Archbishop Cordileone’s new comments come amid an international reckoning on the effects of transgenderism on children, with the U.K., Sweden, Finland, and multiple American states moving to suppress harmful transgender drugs and surgeries in recent months.

Last fall, the U.K. High Court ruled that minors under 16 cannot properly consent to puberty blockers, the first step of so-called “medical transition” for gender-confused kids. The court cited “unknown physical consequences” of the drugs and described puberty blockers as a “pathway” to sterility and “much greater medical intervention.”

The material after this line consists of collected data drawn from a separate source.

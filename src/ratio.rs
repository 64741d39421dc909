//! Compression ratio reporting
//!
//! The original size counts every character of the text, including the ones
//! that produced no bits, at a fixed number of bits per character.

use crate::encoder::EncodedOutput;
use crate::error::{HuffmanError, Result};
use serde::{Deserialize, Serialize};

/// Bits assumed per character by [`report_ratio`].
pub const DEFAULT_BITS_PER_CHAR: usize = 8;

#[derive(Debug, Clone, Copy, PartialEq, Serialize, Deserialize)]
pub struct CompressionRatio {
    pub original_bits: usize,
    pub encoded_bits: usize,
    /// `encoded_bits / original_bits`
    pub ratio: f64,
}

/// Sizes of `original_text` at 8 bits per character and of `encoded`.
pub fn report_ratio(original_text: &str, encoded: &EncodedOutput) -> Result<CompressionRatio> {
    report_ratio_with(original_text, encoded, DEFAULT_BITS_PER_CHAR)
}

/// Sizes of `original_text` at `bits_per_char` bits per character and of `encoded`.
pub fn report_ratio_with(
    original_text: &str,
    encoded: &EncodedOutput,
    bits_per_char: usize,
) -> Result<CompressionRatio> {
    let chars = original_text.chars().count();
    let original_bits = chars
        .checked_mul(bits_per_char)
        .ok_or(HuffmanError::BitCountOverflow {
            chars,
            bits_per_char,
        })?;
    if original_bits == 0 {
        return Err(HuffmanError::ZeroOriginalSize);
    }
    let encoded_bits = encoded.len();
    Ok(CompressionRatio {
        original_bits,
        encoded_bits,
        ratio: encoded_bits as f64 / original_bits as f64,
    })
}

#[cfg(test)]
mod tests {
    use super::*;

    #[test]
    fn test_counts_all_characters() {
        let encoded = EncodedOutput::try_from("10110").unwrap();
        let report = report_ratio("a-b-c", &encoded).unwrap();
        assert_eq!(report.original_bits, 40);
        assert_eq!(report.encoded_bits, 5);
        assert!((report.ratio - 0.125).abs() < 1e-12);
    }

    #[test]
    fn test_counts_chars_not_bytes() {
        let encoded = EncodedOutput::try_from("0").unwrap();
        let report = report_ratio("é", &encoded).unwrap();
        assert_eq!(report.original_bits, 8);
    }

    #[test]
    fn test_custom_width() {
        let encoded = EncodedOutput::try_from("01").unwrap();
        let report = report_ratio_with("ab", &encoded, 16).unwrap();
        assert_eq!(report.original_bits, 32);
    }

    #[test]
    fn test_oversized_width_overflows() {
        let encoded = EncodedOutput::try_from("01").unwrap();
        let result = report_ratio_with("ab", &encoded, usize::MAX);
        assert!(matches!(
            result,
            Err(HuffmanError::BitCountOverflow {
                chars: 2,
                bits_per_char: usize::MAX
            })
        ));
    }

    #[test]
    fn test_empty_text() {
        let result = report_ratio("", &EncodedOutput::default());
        assert!(matches!(result, Err(HuffmanError::ZeroOriginalSize)));
    }
}
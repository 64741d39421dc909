//! Parallel compression of independent texts
//!
//! Each text runs on a blocking worker; no state is shared between them.

use crate::config::CompressionConfig;
use crate::error::{HuffmanError, Result};
use crate::{CompressedText, Compressor};
use std::sync::Arc;
use tokio::sync::Semaphore;
use tokio::task::JoinSet;

/// Compress every text, at most `config.max_concurrency` at a time.
///
/// Results come back in input order. A failing text does not affect the
/// others.
pub async fn compress_batch(
    texts: Vec<String>,
    config: &CompressionConfig,
) -> Result<Vec<Result<CompressedText>>> {
    config.validate()?;
    let compressor = Arc::new(Compressor::new(config.clone()));
    let permits = Arc::new(Semaphore::new(config.max_concurrency));
    let total = texts.len();

    let mut set = JoinSet::new();
    for (index, text) in texts.into_iter().enumerate() {
        let compressor = Arc::clone(&compressor);
        let permits = Arc::clone(&permits);
        set.spawn(async move {
            let _permit = permits
                .acquire_owned()
                .await
                .map_err(|e| HuffmanError::Task(e.to_string()))?;
            let result = tokio::task::spawn_blocking(move || compressor.compress(&text))
                .await
                .map_err(|e| HuffmanError::Task(e.to_string()))?;
            Ok::<_, HuffmanError>((index, result))
        });
    }

    let mut slots: Vec<Option<Result<CompressedText>>> = (0..total).map(|_| None).collect();
    while let Some(joined) = set.join_next().await {
        let (index, result) = joined.map_err(|e| HuffmanError::Task(e.to_string()))??;
        slots[index] = Some(result);
    }

    tracing::debug!(texts = total, "batch compression finished");
    slots
        .into_iter()
        .map(|slot| slot.ok_or_else(|| HuffmanError::Task("missing batch result".into())))
        .collect()
}
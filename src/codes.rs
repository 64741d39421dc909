//! Prefix-code table generation
//!
//! Codes are the root-to-leaf paths of a [`HuffmanTree`], `'0'` for a left
//! edge and `'1'` for a right edge.

use crate::error::{HuffmanError, Result};
use crate::frequency::FrequencyTable;
use crate::tree::{HuffmanNode, HuffmanTree};
use serde::{Deserialize, Serialize};
use std::collections::BTreeMap;

/// Mapping from symbol to its non-empty, prefix-free bit string.
#[derive(Debug, Clone, PartialEq, Eq, Serialize, Deserialize)]
#[serde(try_from = "RawCodeTable")]
pub struct CodeTable {
    codes: BTreeMap<char, String>,
}

#[derive(Deserialize)]
struct RawCodeTable {
    codes: BTreeMap<char, String>,
}

impl TryFrom<RawCodeTable> for CodeTable {
    type Error = HuffmanError;

    fn try_from(raw: RawCodeTable) -> Result<Self> {
        if raw.codes.is_empty() {
            return Err(HuffmanError::InvalidCodeTable("no codes".into()));
        }
        for (symbol, code) in &raw.codes {
            if code.is_empty() {
                return Err(HuffmanError::InvalidCodeTable(format!(
                    "empty code for {symbol:?}"
                )));
            }
            if code.chars().any(|c| c != '0' && c != '1') {
                return Err(HuffmanError::InvalidCodeTable(format!(
                    "code {code:?} for {symbol:?} is not a bit string"
                )));
            }
        }
        let table = Self { codes: raw.codes };
        if !table.is_prefix_free() {
            return Err(HuffmanError::InvalidCodeTable("codes are not prefix-free".into()));
        }
        Ok(table)
    }
}

impl CodeTable {
    /// Walk `tree` depth-first and record the path to every leaf.
    ///
    /// A tree that is a single leaf gets the code `"0"`.
    pub fn from_tree(tree: &HuffmanTree) -> Self {
        let mut codes = BTreeMap::new();
        match tree.root() {
            HuffmanNode::Leaf { symbol, .. } => {
                codes.insert(*symbol, "0".to_string());
            }
            root => build_codes(root, String::new(), &mut codes),
        }
        tracing::debug!(symbols = codes.len(), "generated code table");
        Self { codes }
    }

    /// Code assigned to `symbol`, if it has one
    pub fn get(&self, symbol: char) -> Option<&str> {
        self.codes.get(&symbol).map(String::as_str)
    }

    /// True if `symbol` has a code
    pub fn contains(&self, symbol: char) -> bool {
        self.codes.contains_key(&symbol)
    }

    /// Entries in symbol order.
    pub fn iter(&self) -> impl Iterator<Item = (char, &str)> + '_ {
        self.codes.iter().map(|(&c, code)| (c, code.as_str()))
    }

    /// Number of coded symbols
    pub fn len(&self) -> usize {
        self.codes.len()
    }

    pub fn is_empty(&self) -> bool {
        self.codes.is_empty()
    }

    /// True when no code is a prefix of another.
    pub fn is_prefix_free(&self) -> bool {
        // In sorted order a prefix always lands directly before some code it prefixes.
        let mut sorted: Vec<&str> = self.codes.values().map(String::as_str).collect();
        sorted.sort_unstable();
        sorted
            .windows(2)
            .all(|pair| !pair[1].starts_with(pair[0]))
    }

    /// Encoded length in bits of a text with these symbol frequencies.
    pub fn weighted_length(&self, frequencies: &FrequencyTable) -> u64 {
        frequencies
            .iter()
            .filter_map(|(symbol, count)| self.get(symbol).map(|code| code.len() as u64 * count))
            .sum()
    }
}

fn build_codes(node: &HuffmanNode, prefix: String, codes: &mut BTreeMap<char, String>) {
    match node {
        HuffmanNode::Leaf { symbol, .. } => {
            codes.insert(*symbol, prefix);
        }
        HuffmanNode::Internal { left, right, .. } => {
            let mut p = prefix.clone();
            p.push('0');
            build_codes(left, p, codes);
            let mut p = prefix;
            p.push('1');
            build_codes(right, p, codes);
        }
    }
}

/// Shorthand for [`CodeTable::from_tree`].
pub fn generate_codes(tree: &HuffmanTree) -> CodeTable {
    CodeTable::from_tree(tree)
}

“The UK ruling, from an endocrinology point of view, is that these interventions are experimental, that young people can’t understand the implications of initiating puberty blockers, cross-sex hormones, and surgeries — and that makes sense based on our understanding of brain development,” Will Malone, M.D., an endocrinologist and founding member of the Society for Evidence-Based Gender Medicine, told Medscape last month.

“If you start puberty blockers [early in puberty], and then put these kids straight onto cross-sex hormones, then it’s almost certain they will be infertile, as well as many other irreversible changes,” he said, echoing other experts.

Indeed, although up to 97.8% of boys and 88% of girls naturally come to accept their sex by adulthood, according to the American Psychological Association, gender-confused children given puberty blockers almost always progress to cross-sex hormones, often sterilizing them for life. Both types of drugs are linked to life-threatening side effects and neither has been approved by the FDA for gender dysphoria or evaluated in long-term studies with gender dysphoric minors.

Cross-sex hormone use leads to gonadectomy — frequently regretted removal of sexual organs — in the vast majority of people referred to gender identity centers, a 2018 study found.